▸ RECORDED DATA
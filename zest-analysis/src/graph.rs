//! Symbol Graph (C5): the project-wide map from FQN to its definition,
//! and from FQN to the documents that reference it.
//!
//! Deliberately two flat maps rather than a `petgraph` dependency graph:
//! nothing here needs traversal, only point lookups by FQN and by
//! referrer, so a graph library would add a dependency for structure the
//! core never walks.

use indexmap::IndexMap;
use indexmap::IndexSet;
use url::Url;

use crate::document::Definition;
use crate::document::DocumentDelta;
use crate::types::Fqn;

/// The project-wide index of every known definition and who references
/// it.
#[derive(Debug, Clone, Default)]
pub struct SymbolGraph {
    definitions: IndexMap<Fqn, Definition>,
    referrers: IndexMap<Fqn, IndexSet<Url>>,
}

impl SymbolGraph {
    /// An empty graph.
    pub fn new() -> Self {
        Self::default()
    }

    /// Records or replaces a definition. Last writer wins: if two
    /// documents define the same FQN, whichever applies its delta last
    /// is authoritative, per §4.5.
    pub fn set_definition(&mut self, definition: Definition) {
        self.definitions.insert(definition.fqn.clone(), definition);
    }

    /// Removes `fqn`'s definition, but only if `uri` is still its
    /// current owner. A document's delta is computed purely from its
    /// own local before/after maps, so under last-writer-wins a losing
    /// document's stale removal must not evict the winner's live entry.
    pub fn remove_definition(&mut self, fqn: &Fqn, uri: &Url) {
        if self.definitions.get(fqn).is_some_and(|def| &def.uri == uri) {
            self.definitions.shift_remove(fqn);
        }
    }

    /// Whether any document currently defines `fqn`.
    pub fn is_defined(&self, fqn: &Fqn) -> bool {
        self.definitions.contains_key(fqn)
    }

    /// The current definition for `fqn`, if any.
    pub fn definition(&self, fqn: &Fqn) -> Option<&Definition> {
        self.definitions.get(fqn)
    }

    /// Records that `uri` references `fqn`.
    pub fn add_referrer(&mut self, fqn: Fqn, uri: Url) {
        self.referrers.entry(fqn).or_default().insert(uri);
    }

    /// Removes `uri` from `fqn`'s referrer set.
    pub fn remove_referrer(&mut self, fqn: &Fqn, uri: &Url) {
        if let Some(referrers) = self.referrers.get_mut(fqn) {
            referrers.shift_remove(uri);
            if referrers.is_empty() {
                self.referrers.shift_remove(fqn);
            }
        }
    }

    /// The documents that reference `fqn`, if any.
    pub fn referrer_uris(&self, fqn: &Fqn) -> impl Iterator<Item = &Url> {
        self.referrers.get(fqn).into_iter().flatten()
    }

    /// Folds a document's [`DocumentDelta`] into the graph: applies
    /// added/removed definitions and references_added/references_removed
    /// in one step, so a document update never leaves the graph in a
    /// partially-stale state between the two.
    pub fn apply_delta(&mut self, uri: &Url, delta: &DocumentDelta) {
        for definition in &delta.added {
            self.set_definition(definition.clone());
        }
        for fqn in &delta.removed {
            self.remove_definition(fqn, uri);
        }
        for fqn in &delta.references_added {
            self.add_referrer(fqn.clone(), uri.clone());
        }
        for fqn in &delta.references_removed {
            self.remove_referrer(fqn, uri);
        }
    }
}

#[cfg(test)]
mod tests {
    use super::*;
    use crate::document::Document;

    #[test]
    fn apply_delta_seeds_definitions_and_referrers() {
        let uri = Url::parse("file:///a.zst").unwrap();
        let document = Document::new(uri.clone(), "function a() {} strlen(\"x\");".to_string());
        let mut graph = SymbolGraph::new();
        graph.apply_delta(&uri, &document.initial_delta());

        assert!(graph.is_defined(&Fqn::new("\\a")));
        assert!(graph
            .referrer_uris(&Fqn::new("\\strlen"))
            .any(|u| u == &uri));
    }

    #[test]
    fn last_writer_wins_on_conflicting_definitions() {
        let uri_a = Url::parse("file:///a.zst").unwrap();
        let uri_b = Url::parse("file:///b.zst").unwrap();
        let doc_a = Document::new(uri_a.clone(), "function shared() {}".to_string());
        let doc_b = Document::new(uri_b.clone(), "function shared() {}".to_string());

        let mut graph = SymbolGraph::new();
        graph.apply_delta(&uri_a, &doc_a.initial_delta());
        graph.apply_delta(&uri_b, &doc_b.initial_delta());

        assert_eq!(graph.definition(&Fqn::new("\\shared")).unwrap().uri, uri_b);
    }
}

==

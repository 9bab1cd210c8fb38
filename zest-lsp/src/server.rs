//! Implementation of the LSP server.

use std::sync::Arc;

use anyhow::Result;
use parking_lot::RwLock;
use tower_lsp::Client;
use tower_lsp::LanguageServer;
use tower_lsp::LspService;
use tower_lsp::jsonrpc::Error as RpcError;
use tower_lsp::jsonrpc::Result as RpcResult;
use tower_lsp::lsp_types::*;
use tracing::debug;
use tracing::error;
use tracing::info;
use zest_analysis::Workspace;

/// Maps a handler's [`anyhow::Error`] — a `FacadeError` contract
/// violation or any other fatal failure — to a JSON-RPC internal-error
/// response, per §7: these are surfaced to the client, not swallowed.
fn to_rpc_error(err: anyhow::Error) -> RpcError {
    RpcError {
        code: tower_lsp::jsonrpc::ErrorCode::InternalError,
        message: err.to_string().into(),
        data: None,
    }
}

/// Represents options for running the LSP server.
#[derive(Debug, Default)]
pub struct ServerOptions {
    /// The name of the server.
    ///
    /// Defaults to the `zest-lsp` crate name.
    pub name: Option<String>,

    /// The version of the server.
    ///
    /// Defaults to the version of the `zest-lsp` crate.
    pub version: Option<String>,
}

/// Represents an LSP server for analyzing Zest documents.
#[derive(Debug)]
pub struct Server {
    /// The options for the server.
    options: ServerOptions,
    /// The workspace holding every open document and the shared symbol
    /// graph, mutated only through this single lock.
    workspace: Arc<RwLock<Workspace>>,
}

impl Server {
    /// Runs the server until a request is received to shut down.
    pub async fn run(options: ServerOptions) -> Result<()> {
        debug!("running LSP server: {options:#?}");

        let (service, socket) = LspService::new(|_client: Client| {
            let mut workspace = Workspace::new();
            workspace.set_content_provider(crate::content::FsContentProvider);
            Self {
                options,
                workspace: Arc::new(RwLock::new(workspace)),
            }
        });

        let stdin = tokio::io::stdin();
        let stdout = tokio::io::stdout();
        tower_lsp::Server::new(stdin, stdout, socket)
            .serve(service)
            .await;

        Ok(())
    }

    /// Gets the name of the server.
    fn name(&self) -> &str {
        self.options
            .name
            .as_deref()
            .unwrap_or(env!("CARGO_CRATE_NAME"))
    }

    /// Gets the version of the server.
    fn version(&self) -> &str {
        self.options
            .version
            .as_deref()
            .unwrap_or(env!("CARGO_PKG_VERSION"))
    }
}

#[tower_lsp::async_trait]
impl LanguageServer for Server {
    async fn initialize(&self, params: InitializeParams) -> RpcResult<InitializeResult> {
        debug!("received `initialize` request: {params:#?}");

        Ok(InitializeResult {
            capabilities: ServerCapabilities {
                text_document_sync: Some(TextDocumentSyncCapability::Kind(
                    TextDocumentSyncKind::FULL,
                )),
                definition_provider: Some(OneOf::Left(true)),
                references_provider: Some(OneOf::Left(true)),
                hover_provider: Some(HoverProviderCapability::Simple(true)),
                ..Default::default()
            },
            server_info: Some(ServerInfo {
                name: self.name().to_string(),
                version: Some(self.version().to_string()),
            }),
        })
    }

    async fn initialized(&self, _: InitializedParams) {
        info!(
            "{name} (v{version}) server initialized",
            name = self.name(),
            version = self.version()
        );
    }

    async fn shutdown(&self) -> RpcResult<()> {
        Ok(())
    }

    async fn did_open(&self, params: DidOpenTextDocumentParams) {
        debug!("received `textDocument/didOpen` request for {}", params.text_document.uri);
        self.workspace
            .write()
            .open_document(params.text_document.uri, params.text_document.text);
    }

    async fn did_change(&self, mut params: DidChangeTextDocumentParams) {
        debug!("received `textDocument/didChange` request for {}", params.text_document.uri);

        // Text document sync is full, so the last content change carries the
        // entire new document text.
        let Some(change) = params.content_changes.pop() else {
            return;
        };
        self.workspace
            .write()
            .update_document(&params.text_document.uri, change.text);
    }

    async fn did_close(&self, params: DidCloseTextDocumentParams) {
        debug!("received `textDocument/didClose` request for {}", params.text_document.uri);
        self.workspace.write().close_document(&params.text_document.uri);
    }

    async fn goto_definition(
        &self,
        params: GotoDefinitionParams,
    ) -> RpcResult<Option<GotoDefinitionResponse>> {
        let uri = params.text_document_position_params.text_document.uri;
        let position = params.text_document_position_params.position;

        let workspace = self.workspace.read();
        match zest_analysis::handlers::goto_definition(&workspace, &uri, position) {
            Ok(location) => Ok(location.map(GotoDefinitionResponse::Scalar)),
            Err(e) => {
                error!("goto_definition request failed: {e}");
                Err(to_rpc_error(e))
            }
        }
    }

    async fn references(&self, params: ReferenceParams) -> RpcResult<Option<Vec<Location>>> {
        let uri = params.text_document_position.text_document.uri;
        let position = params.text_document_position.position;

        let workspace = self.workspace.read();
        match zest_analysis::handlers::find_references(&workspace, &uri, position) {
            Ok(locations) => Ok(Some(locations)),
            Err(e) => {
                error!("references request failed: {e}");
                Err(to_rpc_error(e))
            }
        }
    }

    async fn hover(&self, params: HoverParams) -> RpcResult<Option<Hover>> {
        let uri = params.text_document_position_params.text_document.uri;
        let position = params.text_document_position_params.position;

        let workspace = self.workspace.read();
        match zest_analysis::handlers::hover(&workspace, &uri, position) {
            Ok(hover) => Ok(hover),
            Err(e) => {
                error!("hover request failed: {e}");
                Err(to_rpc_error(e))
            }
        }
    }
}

--

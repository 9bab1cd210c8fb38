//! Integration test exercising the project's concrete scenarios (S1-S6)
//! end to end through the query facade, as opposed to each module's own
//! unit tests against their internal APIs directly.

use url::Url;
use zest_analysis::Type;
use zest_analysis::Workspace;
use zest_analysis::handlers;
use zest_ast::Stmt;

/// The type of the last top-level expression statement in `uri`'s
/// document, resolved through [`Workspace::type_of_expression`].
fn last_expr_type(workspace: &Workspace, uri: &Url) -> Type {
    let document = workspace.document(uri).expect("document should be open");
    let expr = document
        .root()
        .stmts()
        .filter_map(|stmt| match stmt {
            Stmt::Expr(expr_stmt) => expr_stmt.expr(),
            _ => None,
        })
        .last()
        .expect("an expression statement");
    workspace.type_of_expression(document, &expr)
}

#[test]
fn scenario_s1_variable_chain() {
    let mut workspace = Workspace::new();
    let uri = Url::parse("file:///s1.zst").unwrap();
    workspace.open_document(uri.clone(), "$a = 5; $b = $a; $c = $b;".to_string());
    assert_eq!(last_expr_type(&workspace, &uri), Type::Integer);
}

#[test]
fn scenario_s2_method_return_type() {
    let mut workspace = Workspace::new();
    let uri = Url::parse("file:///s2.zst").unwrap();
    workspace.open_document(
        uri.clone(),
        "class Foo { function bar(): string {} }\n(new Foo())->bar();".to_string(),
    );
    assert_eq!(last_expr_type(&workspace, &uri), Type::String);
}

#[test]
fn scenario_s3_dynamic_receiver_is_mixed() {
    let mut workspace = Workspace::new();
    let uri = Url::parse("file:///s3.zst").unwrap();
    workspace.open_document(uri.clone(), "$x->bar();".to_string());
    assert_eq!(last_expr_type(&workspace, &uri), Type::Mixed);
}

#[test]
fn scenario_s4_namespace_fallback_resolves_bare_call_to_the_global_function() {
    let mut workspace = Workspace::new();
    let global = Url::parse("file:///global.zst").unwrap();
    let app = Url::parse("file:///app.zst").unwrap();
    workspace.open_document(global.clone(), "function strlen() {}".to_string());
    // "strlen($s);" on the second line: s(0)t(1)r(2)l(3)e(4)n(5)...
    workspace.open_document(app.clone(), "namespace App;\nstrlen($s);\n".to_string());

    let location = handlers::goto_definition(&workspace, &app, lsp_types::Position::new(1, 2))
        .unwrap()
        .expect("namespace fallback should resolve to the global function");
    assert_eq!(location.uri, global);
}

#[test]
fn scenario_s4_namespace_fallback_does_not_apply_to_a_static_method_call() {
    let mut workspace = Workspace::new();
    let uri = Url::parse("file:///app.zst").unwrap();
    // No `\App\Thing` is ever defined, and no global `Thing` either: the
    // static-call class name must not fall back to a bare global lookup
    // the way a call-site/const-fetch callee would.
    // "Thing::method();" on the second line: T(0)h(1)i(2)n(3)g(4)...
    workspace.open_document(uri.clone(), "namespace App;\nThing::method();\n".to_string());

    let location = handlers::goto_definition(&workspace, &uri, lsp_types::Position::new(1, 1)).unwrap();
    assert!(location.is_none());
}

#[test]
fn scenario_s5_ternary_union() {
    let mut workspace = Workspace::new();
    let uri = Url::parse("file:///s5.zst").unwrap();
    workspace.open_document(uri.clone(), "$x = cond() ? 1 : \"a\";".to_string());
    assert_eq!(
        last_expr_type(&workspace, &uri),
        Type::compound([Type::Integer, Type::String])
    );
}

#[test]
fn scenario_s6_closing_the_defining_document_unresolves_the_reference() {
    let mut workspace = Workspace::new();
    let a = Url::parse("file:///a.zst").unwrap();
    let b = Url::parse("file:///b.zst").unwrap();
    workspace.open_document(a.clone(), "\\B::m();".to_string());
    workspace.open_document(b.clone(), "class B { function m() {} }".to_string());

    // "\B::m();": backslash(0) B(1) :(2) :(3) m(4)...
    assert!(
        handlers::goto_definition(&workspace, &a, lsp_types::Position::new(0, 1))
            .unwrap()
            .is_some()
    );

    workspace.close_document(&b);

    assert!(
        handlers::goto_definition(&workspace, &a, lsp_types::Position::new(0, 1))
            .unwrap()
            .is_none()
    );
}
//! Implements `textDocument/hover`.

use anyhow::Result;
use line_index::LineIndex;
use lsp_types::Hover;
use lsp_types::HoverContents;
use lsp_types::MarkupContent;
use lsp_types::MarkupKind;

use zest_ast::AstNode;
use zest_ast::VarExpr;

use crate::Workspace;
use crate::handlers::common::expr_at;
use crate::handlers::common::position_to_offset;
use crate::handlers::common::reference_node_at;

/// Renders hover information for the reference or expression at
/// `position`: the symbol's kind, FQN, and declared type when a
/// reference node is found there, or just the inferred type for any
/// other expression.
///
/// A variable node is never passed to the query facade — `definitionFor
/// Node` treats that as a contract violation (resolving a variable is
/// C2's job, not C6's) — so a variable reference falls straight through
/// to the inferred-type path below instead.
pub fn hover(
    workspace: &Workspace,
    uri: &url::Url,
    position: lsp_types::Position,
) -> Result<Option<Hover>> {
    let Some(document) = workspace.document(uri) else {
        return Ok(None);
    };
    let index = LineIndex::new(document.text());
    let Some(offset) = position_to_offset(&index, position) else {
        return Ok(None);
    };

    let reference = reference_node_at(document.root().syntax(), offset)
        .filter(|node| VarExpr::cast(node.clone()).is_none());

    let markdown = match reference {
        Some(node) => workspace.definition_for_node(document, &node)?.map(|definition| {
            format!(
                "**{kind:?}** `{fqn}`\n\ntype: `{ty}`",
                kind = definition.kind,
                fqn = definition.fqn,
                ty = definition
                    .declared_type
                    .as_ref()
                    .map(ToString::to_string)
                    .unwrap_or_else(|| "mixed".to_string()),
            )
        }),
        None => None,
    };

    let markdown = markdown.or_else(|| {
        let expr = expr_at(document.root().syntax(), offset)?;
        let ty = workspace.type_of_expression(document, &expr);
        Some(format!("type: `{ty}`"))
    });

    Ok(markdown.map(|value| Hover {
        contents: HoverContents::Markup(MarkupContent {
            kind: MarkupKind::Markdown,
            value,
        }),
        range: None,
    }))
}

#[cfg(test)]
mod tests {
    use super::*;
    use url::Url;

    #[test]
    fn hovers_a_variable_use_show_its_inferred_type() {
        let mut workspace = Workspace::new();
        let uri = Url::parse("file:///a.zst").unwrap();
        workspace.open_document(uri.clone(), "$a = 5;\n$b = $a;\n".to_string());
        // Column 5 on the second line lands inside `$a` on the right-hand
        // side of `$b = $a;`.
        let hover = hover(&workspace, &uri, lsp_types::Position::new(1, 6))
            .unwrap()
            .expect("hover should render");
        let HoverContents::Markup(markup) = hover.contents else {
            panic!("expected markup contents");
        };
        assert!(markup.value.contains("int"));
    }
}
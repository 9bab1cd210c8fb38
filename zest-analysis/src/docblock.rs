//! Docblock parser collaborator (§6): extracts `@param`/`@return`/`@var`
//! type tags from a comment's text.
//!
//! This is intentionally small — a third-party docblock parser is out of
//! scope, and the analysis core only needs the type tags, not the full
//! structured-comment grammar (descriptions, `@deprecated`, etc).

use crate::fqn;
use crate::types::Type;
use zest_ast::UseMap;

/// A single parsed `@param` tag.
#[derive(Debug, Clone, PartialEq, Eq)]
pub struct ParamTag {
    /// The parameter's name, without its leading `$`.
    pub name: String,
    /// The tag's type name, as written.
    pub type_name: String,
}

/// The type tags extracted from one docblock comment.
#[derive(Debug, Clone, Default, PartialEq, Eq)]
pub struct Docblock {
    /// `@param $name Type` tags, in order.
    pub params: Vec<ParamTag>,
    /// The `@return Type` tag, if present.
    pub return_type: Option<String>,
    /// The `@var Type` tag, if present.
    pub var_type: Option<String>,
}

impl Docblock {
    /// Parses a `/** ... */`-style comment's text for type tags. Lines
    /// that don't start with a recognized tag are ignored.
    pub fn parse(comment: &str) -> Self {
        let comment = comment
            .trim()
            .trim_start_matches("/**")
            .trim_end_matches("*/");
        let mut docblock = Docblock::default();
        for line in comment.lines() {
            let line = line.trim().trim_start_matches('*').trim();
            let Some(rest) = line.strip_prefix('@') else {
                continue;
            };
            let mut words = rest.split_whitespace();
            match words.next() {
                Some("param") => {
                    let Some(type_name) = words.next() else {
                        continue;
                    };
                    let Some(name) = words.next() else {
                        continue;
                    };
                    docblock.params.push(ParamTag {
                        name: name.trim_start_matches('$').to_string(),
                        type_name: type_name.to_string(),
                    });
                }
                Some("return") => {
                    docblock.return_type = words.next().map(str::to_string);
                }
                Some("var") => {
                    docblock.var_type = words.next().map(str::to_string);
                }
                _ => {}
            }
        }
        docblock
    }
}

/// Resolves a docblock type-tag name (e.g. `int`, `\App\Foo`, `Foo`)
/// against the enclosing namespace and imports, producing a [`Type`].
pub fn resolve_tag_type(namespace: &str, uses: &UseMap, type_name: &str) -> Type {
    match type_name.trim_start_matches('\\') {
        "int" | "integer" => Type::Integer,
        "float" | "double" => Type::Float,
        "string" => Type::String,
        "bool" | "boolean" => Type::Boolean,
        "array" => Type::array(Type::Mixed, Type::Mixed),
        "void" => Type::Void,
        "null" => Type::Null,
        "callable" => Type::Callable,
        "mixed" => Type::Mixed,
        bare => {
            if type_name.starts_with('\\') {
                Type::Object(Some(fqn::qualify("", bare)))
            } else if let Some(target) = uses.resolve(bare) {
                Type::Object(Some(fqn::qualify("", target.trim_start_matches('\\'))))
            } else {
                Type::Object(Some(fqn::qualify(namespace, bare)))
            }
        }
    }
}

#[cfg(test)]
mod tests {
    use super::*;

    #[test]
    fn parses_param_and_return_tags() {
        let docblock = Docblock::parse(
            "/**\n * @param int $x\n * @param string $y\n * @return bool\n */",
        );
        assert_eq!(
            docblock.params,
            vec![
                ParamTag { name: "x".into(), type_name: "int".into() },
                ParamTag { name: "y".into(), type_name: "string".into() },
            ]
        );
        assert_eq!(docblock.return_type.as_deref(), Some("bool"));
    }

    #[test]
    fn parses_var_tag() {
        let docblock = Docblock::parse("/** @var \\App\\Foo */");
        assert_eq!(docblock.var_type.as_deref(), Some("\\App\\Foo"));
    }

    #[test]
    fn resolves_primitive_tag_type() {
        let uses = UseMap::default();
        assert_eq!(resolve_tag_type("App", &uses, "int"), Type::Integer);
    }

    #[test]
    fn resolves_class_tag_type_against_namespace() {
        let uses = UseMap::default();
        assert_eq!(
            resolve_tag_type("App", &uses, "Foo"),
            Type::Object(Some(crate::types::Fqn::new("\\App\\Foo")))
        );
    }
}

▸ WHAT IS NEEDED
Give the count of lines in the material containing "handlers". The reply is that number alone.

▸ RESPONSE AREA
11